Before that had been the lunch with Louisa Watson, which evolved and lengthened with each fresh pot of tea ordered to lace their conversation. At first she was awkward; the restaurant was smarter than she had anticipated, the query 'Are you Shelagh?' from across the room when she arrived made other people stare and beside Louisa Watson, exquisitely dressed and in middle-age still as beautiful as she appeared in photographs as a student, she felt frumpy and uncomfortable. This lasted only minutes, however, swept up in Louisa's ebullience. It was impossible to feel ill at ease with a lunch companion whose opening gambit was showing off the broken spine of the book she was reading, explaining it was a fabulous new book about a bear from Peru who was named after a train station which was supposed to have been a Christmas present for a nephew but she had dipped into it and got hooked and now she would have to buy a new copy for the nephew and would Shelagh like to borrow this, as it was such fun and frankly such a relief after the depressingly ambiguous morality of the stuff churned out for adults these days? Impossible to feel ill at ease, although perhaps slightly dizzying. Yet before they ordered, she saw the other sides of Louisa Watson, which, even more than the intelligence and humour, made sense of Patrick's affection for her and her husband. While scanning the menu, Louisa casually announced, 'This is courtesy of David and me'. When Shelagh tried to protest, too proud in her poverty to accept charity, Louisa listened, then replied:

"I know what you're saying, and I don't want to embarrass you, but this was my invitation. It's not being Lady Bountiful, believe me." There was no side, only honesty. "David has no brothers, only three sisters who drive him to distraction most of the time. I have no siblings at all. Patrick - he's our brother. And we never thought we'd hear him so happy again. We could take you for dinner at The Savoy every night for a month and it would never come close to what we owe you. So, please, let me pay this time. And when you're back working in a couple of months, lucky woman that you are, you can take me out as often as you please."

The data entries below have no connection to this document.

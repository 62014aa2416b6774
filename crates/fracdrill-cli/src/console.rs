//! Terminal answer source.

use std::io::{self, BufRead, BufReader};
use std::thread;

use anyhow::Result;
use async_trait::async_trait;
use tokio::sync::mpsc;

use fracdrill_core::{AnswerSource, Attempt};

/// Reads answers from a blocking reader on a dedicated thread and races each
/// read against Ctrl-C.
///
/// Only the wait for a line is interruptible. A line that is not valid UTF-8
/// is passed on lossily and ends up rejected by the parser.
pub struct ConsoleSource {
    lines: mpsc::UnboundedReceiver<io::Result<String>>,
}

impl ConsoleSource {
    /// Read answers from standard input.
    pub fn stdin() -> Self {
        Self::from_reader(BufReader::new(io::stdin()))
    }

    pub fn from_reader<R>(mut reader: R) -> Self
    where
        R: BufRead + Send + 'static,
    {
        let (tx, rx) = mpsc::unbounded_channel();

        thread::spawn(move || {
            let mut buf = Vec::new();
            loop {
                buf.clear();
                match reader.read_until(b'\n', &mut buf) {
                    Ok(0) => break,
                    Ok(_) => {
                        let line = String::from_utf8_lossy(&buf)
                            .trim_end_matches(['\r', '\n'])
                            .to_string();
                        if tx.send(Ok(line)).is_err() {
                            break;
                        }
                    }
                    Err(e) => {
                        let _ = tx.send(Err(e));
                        break;
                    }
                }
            }
            tracing::debug!("input reader finished");
        });

        Self { lines: rx }
    }
}

#[async_trait]
impl AnswerSource for ConsoleSource {
    async fn next_attempt(&mut self) -> Result<Attempt> {
        tokio::select! {
            line = self.lines.recv() => match line {
                Some(Ok(text)) => Ok(Attempt::Line(text)),
                Some(Err(e)) => Err(e.into()),
                None => Ok(Attempt::EndOfInput),
            },
            signal = tokio::signal::ctrl_c() => {
                signal?;
                Ok(Attempt::Interrupted)
            }
        }
    }
}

Remembering how Patrick had called Louisa his 'little sister' and how Sister Julienne immediately identified the couple when Shelagh mentioned this lunch, explaining how frequently they visited Elizabeth in the last months, Shelagh wrestled with pride and accepted the treat. Then the afternoon richly flowed with illuminating anecdotes about student life, accounts of their working lives, and then a richer tapestry of attitudes and thoughts which weaves stronger friendships than common experiences or people. She teased Patrick that evening, responding to his query 'How did it go?', by announcing they had discussed Paddington Bear, of whom he had never heard, a paper in the BMJ about methotrexate, which they had both read but Patrick had not, and whether Liberty's in Regent Street, a store which he could not have identified had he been stood in front of it, was the best place for buying ladylike clothes off the peg which would last. Although she did not know, it would not have surprised her to learn that in Hampstead Louisa was playing the same exasperating game before finally taking pity on David, assuring him with a gleeful peck on the lips, 'She's one of us, darling. And she adores him. You didn't really think Patrick would pick a ninny, did you?'

Now she stood with Patrick and Timothy, returning to the place which had been her home for so long. They flanked her, just as they had a week before, when she had contemplated the net of bricks confronting her. She had known each bump and dent in the steps, every pock mark on the warped door, but the building had retreated from her. Now the stones seemed to whisper to her, calling her back.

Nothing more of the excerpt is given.